Guru, selalu ditunggu untuk mengajar anak didik. Sangat dibutuhkan, tanpa dia proses belajar mengajar tak berjalan. Guru, katanya seharusnya digugu, patut ditiru. Ada pepatah yang mengatakan, guru kencing berdiri, murid kencing berlari.
Dulu, guru itu sangat dihormati. Ketika penulis masih anak didik di SD, bertemu dengan guru harus berhenti dan memberi hormat. Pas pulang dari ladang sedang membawa singkong dalam keranjang diatas kepala, penulis harus berhenti dan menaruh hormat.
Ketika kita salah dalam pelajaran, belebas panjang segera melibas. Akhirnya, kita harus belajar keras, karena takut dilibas dengan belebas. Hasil akhir, cerdas. Bukan semata-mata karena belebas, namun karena hati menerima dengan ikhlas.
Di akhir kenaikan kelas, pembagian rapor menjadi saat yang ditunggu-tunggu. Dua gendangya. Naik kelas atau tinggal kelas. Tidak ada hadiah, yang ada ucapan terima kasih. Keadaan murid-murid dan orang tuanya apa adanya dan bersahaja, gurunyapun biasa saja.
Ada yang mampu dan memberi hadiah. Namun dalam diam dan tidak di depan orang. Tidak ada beban bagi guru. Orang tua yang kurang mampu tidak terbeban. Pemberian hadiah bersifat tertutup, namun ada kebaikan. Seakan tak ada pengaruh.
Guru, kala itu menjadi figur yang bermartabat, berwibawa dan mendapat tempat yang baik dalam masyarakat. Hormati gurumu, sayangi teman, itulah tandanya kau murid budiman. Nyanyian itu sering bergema dan menjadi lagu wajib ketika disuruh bernyanyi satu persatu di depan kelas.

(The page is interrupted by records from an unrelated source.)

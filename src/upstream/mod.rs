//! Upstream forwarding subsystem.
//!
//! # Data Flow
//! ```text
//! Matched route + selected backend URL
//!     → client.rs (parse URL, dial, write request, read response)
//!     → One deadline spans the whole exchange
//!     → Return response, or a classified ForwardError
//! ```

pub mod client;

pub use client::{ForwardError, UpstreamClient};
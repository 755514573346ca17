//! HTTP server: accept loop and per-connection request handling.
//!
//! # Responsibilities
//! - Bind the listener with SO_REUSEADDR
//! - Accept connections concurrently, bounded by a semaphore
//! - Read one request per connection, dispatch to the handler, reply, close
//! - Keep accepting after transient accept errors
//!
//! # Design Decisions
//! - One spawned task per connection; the connection permit is held for the
//!   task's lifetime so backpressure survives panics
//! - `stop()` closes the listener only; in-flight handlers run to completion

use std::net::SocketAddr;
use std::sync::Arc;
use std::time::Duration;

use async_trait::async_trait;
use tokio::io::AsyncWriteExt;
use tokio::net::{TcpListener, TcpSocket, TcpStream};
use tokio::sync::{broadcast, Semaphore};
use tokio::task::JoinHandle;
use uuid::Uuid;

use crate::http::{HttpError, HttpRequest, HttpResponse};

/// Seam between the connection layer and the gateway orchestrator.
#[async_trait]
pub trait RequestHandler: Send + Sync {
    /// Produce a response for one parsed request. Infallible: error
    /// translation to HTTP statuses happens inside the handler.
    async fn handle(&self, request: HttpRequest) -> HttpResponse;

    /// Deadline for reading a request off a client connection.
    fn client_timeout(&self) -> Duration {
        Duration::from_millis(30_000)
    }
}

/// TCP server that feeds parsed requests to a [`RequestHandler`].
pub struct HttpServer {
    local_addr: SocketAddr,
    shutdown: broadcast::Sender<()>,
    accept_task: JoinHandle<()>,
}

impl HttpServer {
    /// Bind the listener and start the accept loop.
    pub async fn start(
        port: u16,
        max_connections: usize,
        handler: Arc<dyn RequestHandler>,
    ) -> std::io::Result<Self> {
        let addr: SocketAddr = ([0, 0, 0, 0], port).into();
        let socket = TcpSocket::new_v4()?;
        socket.set_reuseaddr(true)?;
        socket.bind(addr)?;
        let listener = socket.listen(1024)?;
        let local_addr = listener.local_addr()?;

        let (shutdown, shutdown_rx) = broadcast::channel(1);
        let accept_task =
            tokio::spawn(accept_loop(listener, max_connections, handler, shutdown_rx));

        tracing::info!(address = %local_addr, "HTTP server started");
        Ok(Self {
            local_addr,
            shutdown,
            accept_task,
        })
    }

    /// The address the listener is bound to.
    pub fn local_addr(&self) -> SocketAddr {
        self.local_addr
    }

    /// Close the listener. In-flight connection handlers run to completion.
    pub async fn stop(self) {
        let _ = self.shutdown.send(());
        let _ = self.accept_task.await;
        tracing::info!("HTTP server stopped");
    }
}

async fn accept_loop(
    listener: TcpListener,
    max_connections: usize,
    handler: Arc<dyn RequestHandler>,
    mut shutdown: broadcast::Receiver<()>,
) {
    let permits = Arc::new(Semaphore::new(max_connections));
    loop {
        let permit = tokio::select! {
            _ = shutdown.recv() => break,
            permit = permits.clone().acquire_owned() => match permit {
                Ok(permit) => permit,
                Err(_) => break,
            },
        };

        tokio::select! {
            _ = shutdown.recv() => break,
            accepted = listener.accept() => match accepted {
                Ok((stream, peer)) => {
                    let handler = handler.clone();
                    tokio::spawn(async move {
                        let _permit = permit;
                        handle_connection(stream, peer, handler).await;
                    });
                }
                Err(e) => {
                    tracing::warn!(error = %e, "failed to accept connection");
                }
            },
        }
    }
    tracing::debug!("accept loop exited");
}

/// Read one request, dispatch it, write the response, close the connection.
async fn handle_connection(mut stream: TcpStream, peer: SocketAddr, handler: Arc<dyn RequestHandler>) {
    let read = tokio::time::timeout(handler.client_timeout(), HttpRequest::read_from(&mut stream));
    let mut request = match read.await {
        Ok(Ok(request)) => request,
        Ok(Err(HttpError::Io(e))) => {
            tracing::debug!(peer = %peer, error = %e, "client connection error");
            return;
        }
        Ok(Err(e)) => {
            tracing::warn!(peer = %peer, error = %e, "malformed request");
            write_response(&mut stream, &HttpResponse::internal_server_error()).await;
            return;
        }
        Err(_) => {
            tracing::warn!(peer = %peer, "timed out reading request");
            return;
        }
    };

    // Tag the request for log correlation across the forwarding path.
    if request.header("x-request-id").is_none() {
        request
            .headers
            .insert("x-request-id".to_string(), Uuid::new_v4().to_string());
    }

    let response = handler.handle(request).await;
    write_response(&mut stream, &response).await;
}

async fn write_response(stream: &mut TcpStream, response: &HttpResponse) {
    if let Err(e) = stream.write_all(&response.to_bytes()).await {
        tracing::debug!(error = %e, "failed to write response");
    }
    let _ = stream.shutdown().await;
}

#[cfg(test)]
mod tests {
    use super::*;
    use tokio::io::AsyncReadExt;

    struct EchoPath;

    #[async_trait]
    impl RequestHandler for EchoPath {
        async fn handle(&self, request: HttpRequest) -> HttpResponse {
            let mut response = HttpResponse::not_found();
            response.body = request.path.into_bytes();
            response
                .headers
                .insert("Content-Length".to_string(), response.body.len().to_string());
            response
        }
    }

    async fn roundtrip(port: u16, raw: &[u8]) -> Vec<u8> {
        let mut client = TcpStream::connect(("127.0.0.1", port)).await.unwrap();
        client.write_all(raw).await.unwrap();
        let mut reply = Vec::new();
        client.read_to_end(&mut reply).await.unwrap();
        reply
    }

    #[tokio::test]
    async fn serves_one_request_per_connection() {
        let server = HttpServer::start(28711, 16, Arc::new(EchoPath)).await.unwrap();
        let port = server.local_addr().port();

        let reply = roundtrip(port, b"GET /ping HTTP/1.1\r\nHost: t\r\n\r\n").await;
        let text = String::from_utf8(reply).unwrap();
        assert!(text.starts_with("HTTP/1.1 404"));
        assert!(text.ends_with("/ping"));

        server.stop().await;
    }

    #[tokio::test]
    async fn malformed_request_gets_a_500() {
        let server = HttpServer::start(28712, 16, Arc::new(EchoPath)).await.unwrap();
        let port = server.local_addr().port();

        let reply = roundtrip(port, b"garbage-line\r\n\r\n").await;
        let text = String::from_utf8(reply).unwrap();
        assert!(text.starts_with("HTTP/1.1 500"));

        server.stop().await;
    }

    #[tokio::test]
    async fn stop_closes_the_listener() {
        let server = HttpServer::start(28713, 16, Arc::new(EchoPath)).await.unwrap();
        let port = server.local_addr().port();
        server.stop().await;

        assert!(TcpStream::connect(("127.0.0.1", port)).await.is_err());
    }
}
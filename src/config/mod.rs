//! Configuration management subsystem.
//!
//! # Data Flow
//! ```text
//! config file (JSON)
//!     → loader.rs (read & deserialize)
//!     → validation.rs (semantic checks)
//!     → GatewayConfig (validated, immutable)
//!
//! On change:
//!     watcher.rs polls mtime
//!     → loader.rs loads new config
//!     → validation.rs validates
//!     → gateway publishes a new snapshot atomically
//! ```
//!
//! # Design Decisions
//! - Config is immutable once loaded; changes require a full reload
//! - All fields have defaults to allow minimal configs
//! - Validation separates syntactic (serde) from semantic checks

pub mod loader;
pub mod schema;
pub mod validation;
pub mod watcher;

pub use loader::{load_config, ConfigError};
pub use schema::{GatewayConfig, MatchType, Route};
pub use watcher::ConfigWatcher;
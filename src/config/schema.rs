//! Configuration schema definitions.
//!
//! All types derive Serde traits for deserialization from the JSON config
//! document. Absent keys take the documented defaults; unknown keys are
//! ignored.

use std::path::PathBuf;
use std::str::FromStr;
use std::time::Duration;

use serde::{Deserialize, Deserializer, Serialize};

/// How a route's `path_pattern` is compared against a request path.
#[derive(Debug, Clone, Copy, PartialEq, Eq, Serialize)]
#[serde(rename_all = "lowercase")]
pub enum MatchType {
    /// Byte-for-byte equality.
    Exact,
    /// The request path starts with the pattern.
    Prefix,
}

impl FromStr for MatchType {
    type Err = String;

    fn from_str(s: &str) -> Result<Self, Self::Err> {
        match s.to_ascii_lowercase().as_str() {
            "exact" => Ok(MatchType::Exact),
            "prefix" => Ok(MatchType::Prefix),
            _ => Err(format!("invalid match_type: {s:?}")),
        }
    }
}

// Accepts any casing on input ("exact", "EXACT", ...).
impl<'de> Deserialize<'de> for MatchType {
    fn deserialize<D>(deserializer: D) -> Result<Self, D::Error>
    where
        D: Deserializer<'de>,
    {
        let s = String::deserialize(deserializer)?;
        s.parse().map_err(serde::de::Error::custom)
    }
}

/// A single routing rule mapping a path pattern to a backend pool.
#[derive(Debug, Clone, PartialEq, Eq, Deserialize, Serialize)]
pub struct Route {
    /// Path to match, e.g. "/api/users".
    pub path_pattern: String,

    /// Exact or prefix comparison.
    #[serde(default = "default_match_type")]
    pub match_type: MatchType,

    /// Upstream URLs, tried in declared order by the balancer.
    pub backends: Vec<String>,

    /// Lower values match first; ties keep declaration order.
    #[serde(default = "default_priority")]
    pub priority: u32,
}

fn default_match_type() -> MatchType {
    MatchType::Prefix
}

fn default_priority() -> u32 {
    1
}

/// Root configuration for the gateway. Immutable once loaded.
#[derive(Debug, Clone, Deserialize, Serialize)]
pub struct GatewayConfig {
    /// Port the listener binds on.
    #[serde(default = "default_listen_port")]
    pub listen_port: u16,

    /// Routing rules, matched in priority order.
    #[serde(default)]
    pub routes: Vec<Route>,

    /// Log level: debug, info, warn or error (case-insensitive).
    #[serde(default = "default_log_level")]
    pub log_level: String,

    /// Log file path; lines are appended.
    #[serde(default = "default_log_file")]
    pub log_file: PathBuf,

    /// Deadline for a whole upstream exchange (dial + write + read).
    #[serde(default = "default_backend_timeout_ms")]
    pub backend_timeout_ms: u64,

    /// Deadline for reading a request off a client connection.
    #[serde(default = "default_client_timeout_ms")]
    pub client_timeout_ms: u64,

    /// Maximum concurrent client connections (backpressure).
    #[serde(default = "default_max_connections")]
    pub max_connections: usize,
}

fn default_listen_port() -> u16 {
    8080
}

fn default_log_level() -> String {
    "info".to_string()
}

fn default_log_file() -> PathBuf {
    PathBuf::from("gateway.log")
}

fn default_backend_timeout_ms() -> u64 {
    5000
}

fn default_client_timeout_ms() -> u64 {
    30_000
}

fn default_max_connections() -> usize {
    10_000
}

impl Default for GatewayConfig {
    fn default() -> Self {
        Self {
            listen_port: default_listen_port(),
            routes: Vec::new(),
            log_level: default_log_level(),
            log_file: default_log_file(),
            backend_timeout_ms: default_backend_timeout_ms(),
            client_timeout_ms: default_client_timeout_ms(),
            max_connections: default_max_connections(),
        }
    }
}

impl GatewayConfig {
    /// Backend timeout as a [`Duration`].
    pub fn backend_timeout(&self) -> Duration {
        Duration::from_millis(self.backend_timeout_ms)
    }

    /// Client read timeout as a [`Duration`].
    pub fn client_timeout(&self) -> Duration {
        Duration::from_millis(self.client_timeout_ms)
    }
}
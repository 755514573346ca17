//! Upstream request forwarding.
//!
//! # Responsibilities
//! - Parse the backend URL (scheme http, default port 80, base path)
//! - Dial, write the serialized request, read the framed response
//! - Enforce one deadline across dial + write + read
//! - Classify failures for the gateway's status translation
//!
//! # Design Decisions
//! - A fresh connection per forward; no pooling
//! - The socket is owned by the call and dropped on every exit path,
//!   including when the deadline fires mid-read

use std::time::Duration;

use thiserror::Error;
use tokio::io::AsyncWriteExt;
use tokio::net::TcpStream;
use url::Url;

use crate::http::{HttpError, HttpRequest, HttpResponse};

/// Failure classification for a forward attempt.
#[derive(Debug, Error)]
pub enum ForwardError {
    /// DNS, connect, write or read failed; also a malformed backend URL.
    #[error("upstream unreachable: {0}")]
    Unreachable(String),

    /// The overall deadline elapsed before a complete response arrived.
    #[error("upstream timed out")]
    Timeout,

    /// The upstream sent bytes that do not parse as an HTTP/1.1 response.
    #[error("upstream protocol error: {0}")]
    Protocol(String),
}

/// Host, port and base path extracted from a backend URL.
#[derive(Debug, Clone, PartialEq, Eq)]
struct BackendAddr {
    host: String,
    port: u16,
    base_path: String,
}

impl BackendAddr {
    fn parse(backend_url: &str) -> Result<Self, ForwardError> {
        let url = Url::parse(backend_url).map_err(|e| {
            ForwardError::Unreachable(format!("invalid backend URL {backend_url:?}: {e}"))
        })?;
        if url.scheme() != "http" {
            return Err(ForwardError::Unreachable(format!(
                "unsupported scheme {:?} in backend URL {backend_url:?}",
                url.scheme()
            )));
        }
        let host = url
            .host_str()
            .ok_or_else(|| {
                ForwardError::Unreachable(format!("backend URL {backend_url:?} has no host"))
            })?
            .to_string();
        let port = url.port().unwrap_or(80);
        // "/" means no base path; anything longer is prepended to the
        // incoming request path.
        let base_path = match url.path() {
            "/" => String::new(),
            path => path.to_string(),
        };
        Ok(Self {
            host,
            port,
            base_path,
        })
    }
}

/// Stateless forwarding client. One connection per call.
#[derive(Debug, Clone, Copy, Default)]
pub struct UpstreamClient;

impl UpstreamClient {
    pub fn new() -> Self {
        Self
    }

    /// Forward `request` to `backend_url`, bounded by `timeout`.
    ///
    /// The effective request path is the URL's base path followed by the
    /// incoming path. A response arriving after the deadline is discarded
    /// along with the socket.
    pub async fn forward(
        &self,
        request: &HttpRequest,
        backend_url: &str,
        timeout: Duration,
    ) -> Result<HttpResponse, ForwardError> {
        let addr = BackendAddr::parse(backend_url)?;
        match tokio::time::timeout(timeout, exchange(request, &addr)).await {
            Ok(result) => result,
            Err(_) => Err(ForwardError::Timeout),
        }
    }
}

async fn exchange(
    request: &HttpRequest,
    addr: &BackendAddr,
) -> Result<HttpResponse, ForwardError> {
    let mut outbound = request.clone();
    outbound.path = format!("{}{}", addr.base_path, request.path);

    let mut stream = TcpStream::connect((addr.host.as_str(), addr.port))
        .await
        .map_err(|e| {
            ForwardError::Unreachable(format!("connect {}:{} failed: {e}", addr.host, addr.port))
        })?;

    stream
        .write_all(&outbound.to_bytes())
        .await
        .map_err(|e| ForwardError::Unreachable(format!("write failed: {e}")))?;

    match HttpResponse::read_from(&mut stream).await {
        Ok(response) => Ok(response),
        Err(HttpError::Io(e)) => Err(ForwardError::Unreachable(format!("read failed: {e}"))),
        Err(e) => Err(ForwardError::Protocol(e.to_string())),
    }
}
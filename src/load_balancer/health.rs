//! Backend health registry.

use dashmap::DashMap;

/// Process-wide backend health map keyed by backend URL.
///
/// A backend with no entry is healthy. Entries are written only by the
/// forwarding pipeline and never removed implicitly, so a backend that
/// drops out of the routing table keeps its state should it return.
#[derive(Debug, Default)]
pub struct HealthRegistry {
    state: DashMap<String, bool>,
}

impl HealthRegistry {
    pub fn new() -> Self {
        Self::default()
    }

    pub fn mark_unhealthy(&self, backend: &str) {
        let previous = self.state.insert(backend.to_string(), false);
        if previous != Some(false) {
            tracing::warn!(backend, "backend marked unhealthy");
        }
    }

    pub fn mark_healthy(&self, backend: &str) {
        let previous = self.state.insert(backend.to_string(), true);
        if previous == Some(false) {
            tracing::info!(backend, "backend marked healthy");
        }
    }

    /// Defaults to healthy for unknown backends.
    pub fn is_healthy(&self, backend: &str) -> bool {
        self.state.get(backend).map(|entry| *entry).unwrap_or(true)
    }
}
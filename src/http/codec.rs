//! Wire-level reading and framing for HTTP/1.1 messages.
//!
//! # Responsibilities
//! - Accumulate bytes until the head terminator (`\r\n\r\n`)
//! - Parse header lines (keys and values trimmed, case-sensitive storage)
//! - Delimit the body by Content-Length, chunked coding, or stream end
//!
//! # Design Decisions
//! - Framing headers are located case-insensitively over the
//!   case-sensitive map
//! - Chunked bodies are kept verbatim so pass-through re-serialization
//!   is byte-exact
//! - Requests without framing headers take only the bytes already
//!   buffered past the head; waiting for EOF would stall clients that
//!   keep the connection open

use tokio::io::{AsyncRead, AsyncReadExt};

use crate::http::{Headers, HttpError};

/// Upper bound on the size of a message head (start line + headers).
const MAX_HEAD_BYTES: usize = 64 * 1024;

const HEAD_END: &[u8] = b"\r\n\r\n";
const CHUNK_END: &[u8] = b"0\r\n\r\n";

/// How the remainder of a message body is delimited.
#[derive(Debug, Clone, Copy, PartialEq, Eq)]
pub(crate) enum BodyFraming {
    /// Exactly this many bytes follow the head.
    ContentLength(usize),
    /// Chunked transfer coding; the body runs to the `0\r\n\r\n` marker.
    Chunked,
    /// No framing headers; read to end of stream.
    UntilClose,
    /// No framing headers; whatever is already buffered is the body.
    Buffered,
}

/// Read from `stream` into `buf` until the head terminator appears.
///
/// Returns the index of the terminator; `buf` may hold body bytes past it.
pub(crate) async fn read_head<R>(stream: &mut R, buf: &mut Vec<u8>) -> Result<usize, HttpError>
where
    R: AsyncRead + Unpin,
{
    let mut chunk = [0u8; 4096];
    loop {
        if let Some(pos) = find(buf, HEAD_END) {
            return Ok(pos);
        }
        if buf.len() > MAX_HEAD_BYTES {
            return Err(HttpError::HeadTooLarge(MAX_HEAD_BYTES));
        }
        let n = stream.read(&mut chunk).await?;
        if n == 0 {
            return Err(HttpError::Parse(
                "connection closed before message head completed".to_string(),
            ));
        }
        buf.extend_from_slice(&chunk[..n]);
    }
}

/// Parse `Name: Value` lines. Keys and values are trimmed; lines without a
/// colon are skipped.
pub(crate) fn parse_header_lines<'a, I>(lines: I) -> Headers
where
    I: Iterator<Item = &'a str>,
{
    let mut headers = Headers::new();
    for line in lines {
        if line.is_empty() {
            continue;
        }
        let Some((name, value)) = line.split_once(':') else {
            continue;
        };
        let name = name.trim();
        if name.is_empty() {
            continue;
        }
        headers.insert(name.to_string(), value.trim().to_string());
    }
    headers
}

/// Case-insensitive header lookup over the case-sensitive map.
pub(crate) fn header_get<'a>(headers: &'a Headers, name: &str) -> Option<&'a str> {
    headers
        .iter()
        .find(|(key, _)| key.eq_ignore_ascii_case(name))
        .map(|(_, value)| value.as_str())
}

/// Decide how the body is delimited.
///
/// `until_close` selects the fallback when no framing header is present:
/// responses read to EOF, requests keep only what is buffered.
pub(crate) fn body_framing(headers: &Headers, until_close: bool) -> Result<BodyFraming, HttpError> {
    if let Some(value) = header_get(headers, "Content-Length") {
        let len: usize = value.trim().parse().map_err(|_| {
            HttpError::Parse(format!("invalid Content-Length: {value:?}"))
        })?;
        return Ok(BodyFraming::ContentLength(len));
    }
    if let Some(value) = header_get(headers, "Transfer-Encoding") {
        if value.to_ascii_lowercase().contains("chunked") {
            return Ok(BodyFraming::Chunked);
        }
    }
    Ok(if until_close {
        BodyFraming::UntilClose
    } else {
        BodyFraming::Buffered
    })
}

/// Read the body. `rest` holds bytes already read past the head.
pub(crate) async fn read_body<R>(
    stream: &mut R,
    mut rest: Vec<u8>,
    framing: BodyFraming,
) -> Result<Vec<u8>, HttpError>
where
    R: AsyncRead + Unpin,
{
    let mut chunk = [0u8; 4096];
    match framing {
        BodyFraming::ContentLength(len) => {
            while rest.len() < len {
                let n = stream.read(&mut chunk).await?;
                if n == 0 {
                    return Err(HttpError::Parse(
                        "connection closed mid-body".to_string(),
                    ));
                }
                rest.extend_from_slice(&chunk[..n]);
            }
            rest.truncate(len);
            Ok(rest)
        }
        BodyFraming::Chunked => {
            loop {
                if chunked_complete(&rest) {
                    return Ok(rest);
                }
                let n = stream.read(&mut chunk).await?;
                if n == 0 {
                    return Err(HttpError::Parse(
                        "connection closed before final chunk".to_string(),
                    ));
                }
                rest.extend_from_slice(&chunk[..n]);
            }
        }
        BodyFraming::UntilClose => {
            stream.read_to_end(&mut rest).await?;
            Ok(rest)
        }
        BodyFraming::Buffered => Ok(rest),
    }
}

/// The chunked body is complete once the end marker sits at a chunk boundary.
fn chunked_complete(body: &[u8]) -> bool {
    if !body.ends_with(CHUNK_END) {
        return false;
    }
    body.len() == CHUNK_END.len() || body[..body.len() - CHUNK_END.len()].ends_with(b"\r\n")
}

fn find(haystack: &[u8], needle: &[u8]) -> Option<usize> {
    haystack
        .windows(needle.len())
        .position(|window| window == needle)
}

#[cfg(test)]
mod tests {
    use super::*;

    #[tokio::test]
    async fn read_head_finds_terminator() {
        let data = b"GET / HTTP/1.1\r\nHost: a\r\n\r\nbody".to_vec();
        let mut stream = &data[..];
        let mut buf = Vec::new();
        let pos = read_head(&mut stream, &mut buf).await.unwrap();
        assert_eq!(&buf[..pos], b"GET / HTTP/1.1\r\nHost: a");
    }

    #[tokio::test]
    async fn read_head_rejects_truncated_stream() {
        let data = b"GET / HTTP/1.1\r\nHost: a".to_vec();
        let mut stream = &data[..];
        let mut buf = Vec::new();
        let err = read_head(&mut stream, &mut buf).await.unwrap_err();
        assert!(matches!(err, HttpError::Parse(_)));
    }

    #[test]
    fn header_lines_are_trimmed_and_case_preserved() {
        let headers =
            parse_header_lines(["Host:  example  ", "X-Thing: 1", "garbage-line"].into_iter());
        assert_eq!(headers.get("Host").map(String::as_str), Some("example"));
        assert_eq!(headers.get("X-Thing").map(String::as_str), Some("1"));
        assert!(headers.get("host").is_none());
        assert_eq!(header_get(&headers, "hOsT"), Some("example"));
    }

    #[test]
    fn framing_prefers_content_length() {
        let mut headers = Headers::new();
        headers.insert("content-length".to_string(), "12".to_string());
        headers.insert("Transfer-Encoding".to_string(), "chunked".to_string());
        assert_eq!(
            body_framing(&headers, true).unwrap(),
            BodyFraming::ContentLength(12)
        );
    }

    #[test]
    fn framing_rejects_non_integer_content_length() {
        let mut headers = Headers::new();
        headers.insert("Content-Length".to_string(), "twelve".to_string());
        assert!(matches!(
            body_framing(&headers, true),
            Err(HttpError::Parse(_))
        ));
    }

    #[test]
    fn framing_recognises_chunked_case_insensitively() {
        let mut headers = Headers::new();
        headers.insert("Transfer-Encoding".to_string(), "Chunked".to_string());
        assert_eq!(body_framing(&headers, true).unwrap(), BodyFraming::Chunked);
    }

    #[test]
    fn framing_fallback_depends_on_side() {
        let headers = Headers::new();
        assert_eq!(
            body_framing(&headers, true).unwrap(),
            BodyFraming::UntilClose
        );
        assert_eq!(
            body_framing(&headers, false).unwrap(),
            BodyFraming::Buffered
        );
    }

    #[tokio::test]
    async fn content_length_body_is_exact() {
        let data = b"world and more".to_vec();
        let mut stream = &data[..];
        let body = read_body(&mut stream, b"hello ".to_vec(), BodyFraming::ContentLength(11))
            .await
            .unwrap();
        assert_eq!(body, b"hello world");
    }

    #[tokio::test]
    async fn chunked_body_keeps_wire_bytes() {
        let data = b"5\r\nhello\r\n0\r\n\r\n".to_vec();
        let mut stream = &data[..];
        let body = read_body(&mut stream, Vec::new(), BodyFraming::Chunked)
            .await
            .unwrap();
        assert_eq!(body, data);
    }

    #[tokio::test]
    async fn empty_chunked_body_is_just_the_marker() {
        let data = b"0\r\n\r\n".to_vec();
        let mut stream = &data[..];
        let body = read_body(&mut stream, Vec::new(), BodyFraming::Chunked)
            .await
            .unwrap();
        assert_eq!(body, data);
    }

    #[tokio::test]
    async fn until_close_reads_to_eof() {
        let data = b" tail".to_vec();
        let mut stream = &data[..];
        let body = read_body(&mut stream, b"head".to_vec(), BodyFraming::UntilClose)
            .await
            .unwrap();
        assert_eq!(body, b"head tail");
    }
}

Kini, guru itu seperti pacar. Dibutuhkan dan disayang karena perlu. Namun seringkali dibenci karena perlakuannya kepada anak didiknya. Jika tidak ada guru, dirindu. Agar anak didik bisa belajar, guru harus ada. Waktu guru ada kekurangan, langsung dibenci. Benci tapi rindu.
Terkadang guru seperti garam. Kalau kita makan makanan yang pas garamnya, maka garam itu seakan tak ada dan tak diingat orang. Namun jika garam tak ada, maka makanan itu menjadi hambar dan seringkali tidak dimakan. Jika garamnya berlebihan, juga sangat terasa dan makanan juga tidak dimakan.
Guru, jika bekerja dengan baik, kita sering melupakannya. Jika guru tidak ada, baru terasa ada yang kurang. Pendidikan tidak berjalan. Jika guru berlebihan dalam bertindak, maka kita akan marah. Diadukan ke polisi, diadukan ke Komnas HAM dan berbagai tindakan dilakukan. Ada orang tua yang memukul dan menganiaya guru.
Berbagai sumpah serapah ditumpahkan kepada guru. Guru tidak boleh salah. Pengaruh media sosial sangat kejam. Bisa menghukum guru dengan memviralkan video yang merekam kekejaman guru. Padahal kekejaman murid kepada guru, bagaimana? Kekejaman orang tua kepada guru, bagaimana?
Jika guru diadukan karena kekurangannya, itu seakan biasa. namun jika guru yang mengadukan orang tua murid, dia dituduh bukan guru yang baik.